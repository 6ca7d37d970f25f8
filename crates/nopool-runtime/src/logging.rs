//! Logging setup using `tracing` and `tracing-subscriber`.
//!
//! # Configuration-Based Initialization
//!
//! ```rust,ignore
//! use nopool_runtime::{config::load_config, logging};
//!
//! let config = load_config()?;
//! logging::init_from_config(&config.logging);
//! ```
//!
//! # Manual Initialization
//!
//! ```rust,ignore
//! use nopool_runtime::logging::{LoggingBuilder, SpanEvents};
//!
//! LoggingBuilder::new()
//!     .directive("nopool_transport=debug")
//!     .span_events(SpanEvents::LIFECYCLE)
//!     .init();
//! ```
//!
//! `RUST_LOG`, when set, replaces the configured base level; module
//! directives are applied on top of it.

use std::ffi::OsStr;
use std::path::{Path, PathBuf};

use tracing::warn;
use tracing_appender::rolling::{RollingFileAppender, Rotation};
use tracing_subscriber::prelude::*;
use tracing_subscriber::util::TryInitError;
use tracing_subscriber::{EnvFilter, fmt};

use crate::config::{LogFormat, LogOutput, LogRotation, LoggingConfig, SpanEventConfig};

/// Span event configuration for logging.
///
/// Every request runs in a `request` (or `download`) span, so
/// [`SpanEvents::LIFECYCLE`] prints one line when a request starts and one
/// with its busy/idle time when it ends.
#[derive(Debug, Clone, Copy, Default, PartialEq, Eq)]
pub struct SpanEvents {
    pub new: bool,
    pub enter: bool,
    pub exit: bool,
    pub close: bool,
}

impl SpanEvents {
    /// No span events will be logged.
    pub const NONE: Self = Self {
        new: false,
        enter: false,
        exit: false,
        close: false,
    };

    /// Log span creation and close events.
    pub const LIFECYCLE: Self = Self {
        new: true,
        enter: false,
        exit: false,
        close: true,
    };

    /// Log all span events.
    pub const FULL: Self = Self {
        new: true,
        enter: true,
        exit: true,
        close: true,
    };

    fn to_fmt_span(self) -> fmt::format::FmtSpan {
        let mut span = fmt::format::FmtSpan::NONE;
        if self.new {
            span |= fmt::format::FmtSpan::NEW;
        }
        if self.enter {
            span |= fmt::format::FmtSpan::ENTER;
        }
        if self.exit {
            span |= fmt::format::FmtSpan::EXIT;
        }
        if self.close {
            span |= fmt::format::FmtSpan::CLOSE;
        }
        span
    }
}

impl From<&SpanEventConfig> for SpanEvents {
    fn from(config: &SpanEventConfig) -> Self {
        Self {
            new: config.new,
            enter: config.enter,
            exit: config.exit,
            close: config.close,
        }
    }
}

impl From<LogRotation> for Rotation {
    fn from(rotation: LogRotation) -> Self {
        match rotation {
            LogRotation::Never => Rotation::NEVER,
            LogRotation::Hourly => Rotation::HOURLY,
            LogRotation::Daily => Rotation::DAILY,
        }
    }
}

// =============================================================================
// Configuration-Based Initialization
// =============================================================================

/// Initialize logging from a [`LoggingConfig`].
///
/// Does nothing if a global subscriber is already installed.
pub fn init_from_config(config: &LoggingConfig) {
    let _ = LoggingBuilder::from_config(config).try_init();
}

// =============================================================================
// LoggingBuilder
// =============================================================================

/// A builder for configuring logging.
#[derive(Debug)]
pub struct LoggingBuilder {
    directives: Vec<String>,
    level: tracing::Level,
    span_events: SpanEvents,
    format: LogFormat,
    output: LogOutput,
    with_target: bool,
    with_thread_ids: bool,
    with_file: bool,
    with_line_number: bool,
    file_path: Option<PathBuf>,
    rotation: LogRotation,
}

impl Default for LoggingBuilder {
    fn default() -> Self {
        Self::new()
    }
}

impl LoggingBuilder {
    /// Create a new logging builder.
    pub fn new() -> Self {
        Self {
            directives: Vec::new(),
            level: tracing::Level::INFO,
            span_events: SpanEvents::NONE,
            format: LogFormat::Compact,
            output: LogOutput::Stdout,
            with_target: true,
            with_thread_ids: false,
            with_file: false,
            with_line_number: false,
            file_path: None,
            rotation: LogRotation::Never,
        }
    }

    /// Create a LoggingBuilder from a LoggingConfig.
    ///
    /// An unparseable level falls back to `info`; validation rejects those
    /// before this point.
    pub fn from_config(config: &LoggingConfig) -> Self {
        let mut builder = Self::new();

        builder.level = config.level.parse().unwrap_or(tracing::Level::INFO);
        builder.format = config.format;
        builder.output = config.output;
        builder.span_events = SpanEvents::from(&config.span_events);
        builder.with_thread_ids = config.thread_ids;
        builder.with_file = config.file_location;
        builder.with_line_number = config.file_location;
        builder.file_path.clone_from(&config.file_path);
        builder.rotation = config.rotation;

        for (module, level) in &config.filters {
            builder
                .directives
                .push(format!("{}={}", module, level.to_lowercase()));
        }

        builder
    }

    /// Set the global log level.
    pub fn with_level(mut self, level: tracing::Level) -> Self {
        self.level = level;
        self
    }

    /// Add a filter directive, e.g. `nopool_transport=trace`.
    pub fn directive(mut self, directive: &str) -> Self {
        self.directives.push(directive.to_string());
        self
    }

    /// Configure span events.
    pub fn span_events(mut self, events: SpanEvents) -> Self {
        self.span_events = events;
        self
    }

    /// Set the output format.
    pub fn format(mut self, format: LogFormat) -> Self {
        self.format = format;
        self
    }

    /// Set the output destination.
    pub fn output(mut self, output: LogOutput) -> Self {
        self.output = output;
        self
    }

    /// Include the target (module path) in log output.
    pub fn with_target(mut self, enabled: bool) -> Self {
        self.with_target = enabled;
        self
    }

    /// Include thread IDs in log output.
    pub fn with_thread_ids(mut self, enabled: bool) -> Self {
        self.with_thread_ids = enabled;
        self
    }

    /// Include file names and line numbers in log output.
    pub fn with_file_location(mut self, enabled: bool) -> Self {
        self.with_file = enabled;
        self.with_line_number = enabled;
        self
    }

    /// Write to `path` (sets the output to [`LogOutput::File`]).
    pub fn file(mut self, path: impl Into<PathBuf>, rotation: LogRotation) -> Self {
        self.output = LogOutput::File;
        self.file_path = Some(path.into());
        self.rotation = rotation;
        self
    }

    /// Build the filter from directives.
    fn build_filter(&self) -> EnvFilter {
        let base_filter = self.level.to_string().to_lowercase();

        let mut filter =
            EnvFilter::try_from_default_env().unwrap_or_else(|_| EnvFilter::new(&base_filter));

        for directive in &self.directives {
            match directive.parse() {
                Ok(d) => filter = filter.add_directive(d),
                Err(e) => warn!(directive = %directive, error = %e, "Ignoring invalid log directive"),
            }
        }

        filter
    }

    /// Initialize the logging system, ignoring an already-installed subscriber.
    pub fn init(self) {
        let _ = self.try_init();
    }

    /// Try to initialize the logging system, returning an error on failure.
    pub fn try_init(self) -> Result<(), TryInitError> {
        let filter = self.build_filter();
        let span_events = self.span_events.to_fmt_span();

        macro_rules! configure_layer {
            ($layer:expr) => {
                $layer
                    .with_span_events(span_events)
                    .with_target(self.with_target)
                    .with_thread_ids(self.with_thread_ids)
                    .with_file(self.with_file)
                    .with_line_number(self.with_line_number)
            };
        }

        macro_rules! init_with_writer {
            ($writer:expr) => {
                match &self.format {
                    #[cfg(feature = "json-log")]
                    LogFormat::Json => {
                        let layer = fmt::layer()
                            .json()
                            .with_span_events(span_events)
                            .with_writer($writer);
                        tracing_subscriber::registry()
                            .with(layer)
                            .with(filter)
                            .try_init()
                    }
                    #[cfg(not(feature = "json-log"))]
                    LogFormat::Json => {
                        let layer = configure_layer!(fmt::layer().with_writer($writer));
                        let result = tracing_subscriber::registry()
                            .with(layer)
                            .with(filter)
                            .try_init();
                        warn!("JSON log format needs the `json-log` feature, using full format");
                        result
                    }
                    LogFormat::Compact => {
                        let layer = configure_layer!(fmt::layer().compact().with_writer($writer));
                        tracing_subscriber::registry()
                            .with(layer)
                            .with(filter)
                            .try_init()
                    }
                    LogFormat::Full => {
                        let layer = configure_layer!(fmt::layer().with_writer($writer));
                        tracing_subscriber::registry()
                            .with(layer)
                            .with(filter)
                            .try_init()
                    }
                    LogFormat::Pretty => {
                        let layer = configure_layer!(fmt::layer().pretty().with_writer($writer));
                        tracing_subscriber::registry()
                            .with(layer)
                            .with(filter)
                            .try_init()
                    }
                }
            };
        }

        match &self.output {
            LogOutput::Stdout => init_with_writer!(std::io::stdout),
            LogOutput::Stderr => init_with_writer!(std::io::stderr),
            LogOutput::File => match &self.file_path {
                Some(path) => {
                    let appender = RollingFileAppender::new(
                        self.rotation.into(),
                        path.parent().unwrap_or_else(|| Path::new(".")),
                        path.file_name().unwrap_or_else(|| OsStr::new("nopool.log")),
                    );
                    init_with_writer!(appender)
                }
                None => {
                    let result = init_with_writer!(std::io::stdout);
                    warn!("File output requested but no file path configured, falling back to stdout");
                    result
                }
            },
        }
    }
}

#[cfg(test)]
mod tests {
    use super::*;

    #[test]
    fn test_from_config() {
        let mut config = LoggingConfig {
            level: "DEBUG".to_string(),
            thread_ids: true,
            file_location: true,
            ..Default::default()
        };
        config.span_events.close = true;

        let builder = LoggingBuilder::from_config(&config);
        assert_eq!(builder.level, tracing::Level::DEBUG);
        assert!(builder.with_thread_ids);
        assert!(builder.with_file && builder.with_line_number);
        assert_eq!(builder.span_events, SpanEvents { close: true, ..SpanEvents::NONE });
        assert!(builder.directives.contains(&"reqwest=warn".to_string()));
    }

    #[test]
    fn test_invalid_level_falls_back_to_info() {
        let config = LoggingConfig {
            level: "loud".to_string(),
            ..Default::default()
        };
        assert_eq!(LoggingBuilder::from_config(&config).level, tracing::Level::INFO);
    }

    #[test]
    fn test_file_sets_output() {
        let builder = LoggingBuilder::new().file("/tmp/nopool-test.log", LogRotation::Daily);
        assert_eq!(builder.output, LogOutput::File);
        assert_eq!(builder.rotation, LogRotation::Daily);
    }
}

------------------------------------------------------------------------

(Problem description): Repeat exactly the lines from the first line of the records above through the line containing "Every request runs", both included, and nothing else.

(Response to this task):
repository 6ca7d37d970f25f8
filename crates/nopool-runtime/src/logging.rs
//! Logging setup using `tracing` and `tracing-subscriber`.
//!
//! # Configuration-Based Initialization
//!
//! ```rust,ignore
//! use nopool_runtime::{config::load_config, logging};
//!
//! let config = load_config()?;
//! logging::init_from_config(&config.logging);
//! ```
//!
//! # Manual Initialization
//!
//! ```rust,ignore
//! use nopool_runtime::logging::{LoggingBuilder, SpanEvents};
//!
//! LoggingBuilder::new()
//!     .directive("nopool_transport=debug")
//!     .span_events(SpanEvents::LIFECYCLE)
//!     .init();
//! ```
//!
//! `RUST_LOG`, when set, replaces the configured base level; module
//! directives are applied on top of it.

use std::ffi::OsStr;
use std::path::{Path, PathBuf};

use tracing::warn;
use tracing_appender::rolling::{RollingFileAppender, Rotation};
use tracing_subscriber::prelude::*;
use tracing_subscriber::util::TryInitError;
use tracing_subscriber::{EnvFilter, fmt};

use crate::config::{LogFormat, LogOutput, LogRotation, LoggingConfig, SpanEventConfig};

/// Span event configuration for logging.
///
/// Every request runs in a `request` (or `download`) span, so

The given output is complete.